Il carrarino arrivava alla sfida con numeri e sensazioni dalla sua parte: tre vittorie negli ultimi quattro confronti diretti e successo anche nell’unico precedente a livello Slam, a Wimbledon 2024. Altro che underdog. E infatti, fin dalle prime battute sulla Rod Laver Arena, Musetti prende il controllo delle operazioni.
Dopo un avvio sprint dell’americano, che si porta rapidamente sul 30-0 nel primo game e spreca una palla break nel secondo, l’equilibrio dura pochissimo. Fritz comincia a forzare, anticipa troppo, sbaglia. Musetti ringrazia, strappa il servizio nel terzo gioco e da lì accelera con decisione: un parziale travolgente lo porta sul 4-2 e poi rapidamente al 6-2 in appena 29 minuti. I numeri del primo set raccontano tutto: Fritz chiude con più errori gratuiti che vincenti, mentre Lorenzo resta in saldo positivo, lucido e ordinato.

Il californiano sembra lontano dalla sua miglior condizione, anche fisicamente con il tape sull’addome e una velocità di servizio inferiore al suo standard. Ma il merito è soprattutto di Musetti, che legge perfettamente la partita, varia, spezza il ritmo e non concede riferimenti.
Nel secondo set il copione non cambia, anche se il punteggio resta più combattuto. Fritz chiede l’intervento del fisioterapista sul 3-2 Musetti, ma l’azzurro non si distrae: continua a cercare soluzioni intelligenti, alternando servizio e smorzata e gestendo con attenzione le energie, anche in vista del prossimo impegno. Qualche occasione sfumata di troppo lo porta però sotto 5-4, prima della reazione decisiva: Musetti alza il livello nei momenti chiave, tiene il servizio a zero, piazza il break e chiude il set 7-5 con autorità, tra ace e precisione chirurgica.
Avanti di due set, Lorenzo non rallenta.
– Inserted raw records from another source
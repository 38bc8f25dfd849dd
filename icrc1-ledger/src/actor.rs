//! Actor-based call serialization for the ledger
//!
//! The host delivers calls one at a time. This module models that with a
//! single Tokio task draining a bounded mailbox:
//!
//! ```text
//! ┌──────────────────────────────────────────────────────┐
//! │               LedgerHandle (Clone)                    │
//! │      One message per ICRC-1 call, caller attached    │
//! └─────────────────────┬────────────────────────────────┘
//!                       │
//!                       │ mpsc::channel (bounded)
//!                       ▼
//! ┌──────────────────────────────────────────────────────┐
//! │              LedgerActor (Single Task)                │
//! │   Handles messages strictly in arrival order          │
//! │                       │                               │
//! │                       ▼                               │
//! │        Ledger::icrc1_* (one lock per call)            │
//! └───────────────────────────────────────────────────────┘
//! ```

use crate::error::TransferError;
use crate::types::{Account, Metadata, Principal, Tokens, TransferArgs, TxIndex};
use crate::{Error, Ledger, Result};
use std::sync::Arc;
use tokio::sync::{mpsc, oneshot};

/// Message sent to the ledger actor
#[derive(Debug)]
pub enum LedgerMessage {
    /// `icrc1_name`
    Name {
        /// Reply channel
        response: oneshot::Sender<String>,
    },

    /// `icrc1_symbol`
    Symbol {
        /// Reply channel
        response: oneshot::Sender<String>,
    },

    /// `icrc1_decimals`
    Decimals {
        /// Reply channel
        response: oneshot::Sender<u8>,
    },

    /// `icrc1_fee`
    Fee {
        /// Reply channel
        response: oneshot::Sender<Tokens>,
    },

    /// `icrc1_metadata`
    Metadata {
        /// Reply channel
        response: oneshot::Sender<Metadata>,
    },

    /// `icrc1_total_supply`
    TotalSupply {
        /// Reply channel
        response: oneshot::Sender<Tokens>,
    },

    /// `icrc1_minting_account`
    MintingAccount {
        /// Reply channel
        response: oneshot::Sender<Option<Account>>,
    },

    /// `icrc1_balance_of`
    BalanceOf {
        /// Account to look up
        account: Account,
        /// Reply channel
        response: oneshot::Sender<Tokens>,
    },

    /// `icrc1_transfer`
    Transfer {
        /// Principal sending the transfer
        caller: Principal,
        /// Transfer request
        args: TransferArgs,
        /// Reply channel
        response: oneshot::Sender<std::result::Result<TxIndex, TransferError>>,
    },

    /// Shutdown actor
    Shutdown,
}

/// Actor that processes ledger messages
#[derive(Debug)]
pub struct LedgerActor {
    /// Ledger state
    ledger: Arc<Ledger>,

    /// Mailbox for incoming messages
    mailbox: mpsc::Receiver<LedgerMessage>,
}

impl LedgerActor {
    /// Create new actor
    pub fn new(ledger: Arc<Ledger>, mailbox: mpsc::Receiver<LedgerMessage>) -> Self {
        Self { ledger, mailbox }
    }

    /// Run the actor event loop
    pub async fn run(mut self) {
        while let Some(msg) = self.mailbox.recv().await {
            if let LedgerMessage::Shutdown = msg {
                tracing::info!("Ledger actor shutting down");
                break;
            }
            self.handle_message(msg);
        }
    }

    /// Handle a single message
    fn handle_message(&self, msg: LedgerMessage) {
        let ledger = &self.ledger;
        // A dropped receiver only means the caller stopped waiting
        match msg {
            LedgerMessage::Name { response } => {
                let _ = response.send(ledger.icrc1_name());
            }

            LedgerMessage::Symbol { response } => {
                let _ = response.send(ledger.icrc1_symbol());
            }

            LedgerMessage::Decimals { response } => {
                let _ = response.send(ledger.icrc1_decimals());
            }

            LedgerMessage::Fee { response } => {
                let _ = response.send(ledger.icrc1_fee());
            }

            LedgerMessage::Metadata { response } => {
                let _ = response.send(ledger.icrc1_metadata());
            }

            LedgerMessage::TotalSupply { response } => {
                let _ = response.send(ledger.icrc1_total_supply());
            }

            LedgerMessage::MintingAccount { response } => {
                let _ = response.send(ledger.icrc1_minting_account());
            }

            LedgerMessage::BalanceOf { account, response } => {
                let _ = response.send(ledger.icrc1_balance_of(&account));
            }

            LedgerMessage::Transfer {
                caller,
                args,
                response,
            } => {
                let _ = response.send(ledger.icrc1_transfer(&caller, args));
            }

            LedgerMessage::Shutdown => {
                // Handled in main loop
            }
        }
    }
}

/// Handle for sending messages to the actor
#[derive(Clone, Debug)]
pub struct LedgerHandle {
    sender: mpsc::Sender<LedgerMessage>,
}

impl LedgerHandle {
    /// Create new handle
    pub fn new(sender: mpsc::Sender<LedgerMessage>) -> Self {
        Self { sender }
    }

    async fn request<T>(
        &self,
        build: impl FnOnce(oneshot::Sender<T>) -> LedgerMessage,
    ) -> Result<T> {
        let (tx, rx) = oneshot::channel();
        self.sender
            .send(build(tx))
            .await
            .map_err(|_| Error::Concurrency("Actor mailbox closed".to_string()))?;

        rx.await
            .map_err(|_| Error::Concurrency("Response channel closed".to_string()))
    }

    /// Token name
    pub async fn icrc1_name(&self) -> Result<String> {
        self.request(|response| LedgerMessage::Name { response }).await
    }

    /// Token symbol
    pub async fn icrc1_symbol(&self) -> Result<String> {
        self.request(|response| LedgerMessage::Symbol { response }).await
    }

    /// Display decimals
    pub async fn icrc1_decimals(&self) -> Result<u8> {
        self.request(|response| LedgerMessage::Decimals { response })
            .await
    }

    /// Transfer fee
    pub async fn icrc1_fee(&self) -> Result<Tokens> {
        self.request(|response| LedgerMessage::Fee { response }).await
    }

    /// Metadata entries
    pub async fn icrc1_metadata(&self) -> Result<Metadata> {
        self.request(|response| LedgerMessage::Metadata { response })
            .await
    }

    /// Total supply
    pub async fn icrc1_total_supply(&self) -> Result<Tokens> {
        self.request(|response| LedgerMessage::TotalSupply { response })
            .await
    }

    /// Minting account
    pub async fn icrc1_minting_account(&self) -> Result<Option<Account>> {
        self.request(|response| LedgerMessage::MintingAccount { response })
            .await
    }

    /// Balance of an account
    pub async fn icrc1_balance_of(&self, account: Account) -> Result<Tokens> {
        self.request(|response| LedgerMessage::BalanceOf { account, response })
            .await
    }

    /// Transfer on behalf of `caller`
    ///
    /// The outer `Result` fails only if the actor is gone; the inner one
    /// carries the ledger's verdict.
    pub async fn icrc1_transfer(
        &self,
        caller: Principal,
        args: TransferArgs,
    ) -> Result<std::result::Result<TxIndex, TransferError>> {
        self.request(|response| LedgerMessage::Transfer {
            caller,
            args,
            response,
        })
        .await
    }

    /// Shutdown actor
    pub async fn shutdown(&self) -> Result<()> {
        self.sender
            .send(LedgerMessage::Shutdown)
            .await
            .map_err(|_| Error::Concurrency("Actor mailbox closed".to_string()))?;
        Ok(())
    }
}

/// Spawn the ledger actor
pub fn spawn_ledger_actor(ledger: Arc<Ledger>, mailbox_capacity: usize) -> LedgerHandle {
    let (tx, rx) = mpsc::channel(mailbox_capacity); // Bounded channel for backpressure
    let actor = LedgerActor::new(ledger, rx);

    tokio::spawn(async move {
        actor.run().await;
    });

    LedgerHandle::new(tx)
}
Fritz prova a rientrare, ma subisce subito un altro break in apertura del terzo parziale. Da lì in poi il match scorre senza scossoni: Musetti amministra, respira, si concede anche qualche giocata di classe – tra discese a rete, smorzate e un tweener-lob che accende il pubblico – e chiude 6-4 dopo 2 ore e 2 minuti di gioco.
Un successo che ha anche un valore simbolico: l’ultima vittoria di Musetti sulla Rod Laver Arena risaliva a sette anni fa, quando conquistò il titolo junior, premiato proprio da Novak Djokovic. Oggi, quella stessa arena lo proietta tra i grandi: quarto quarto di finale Slam in carriera e undicesima sfida al campione serbo, con in palio una storica semifinale e la prospettiva di un nuovo best ranking.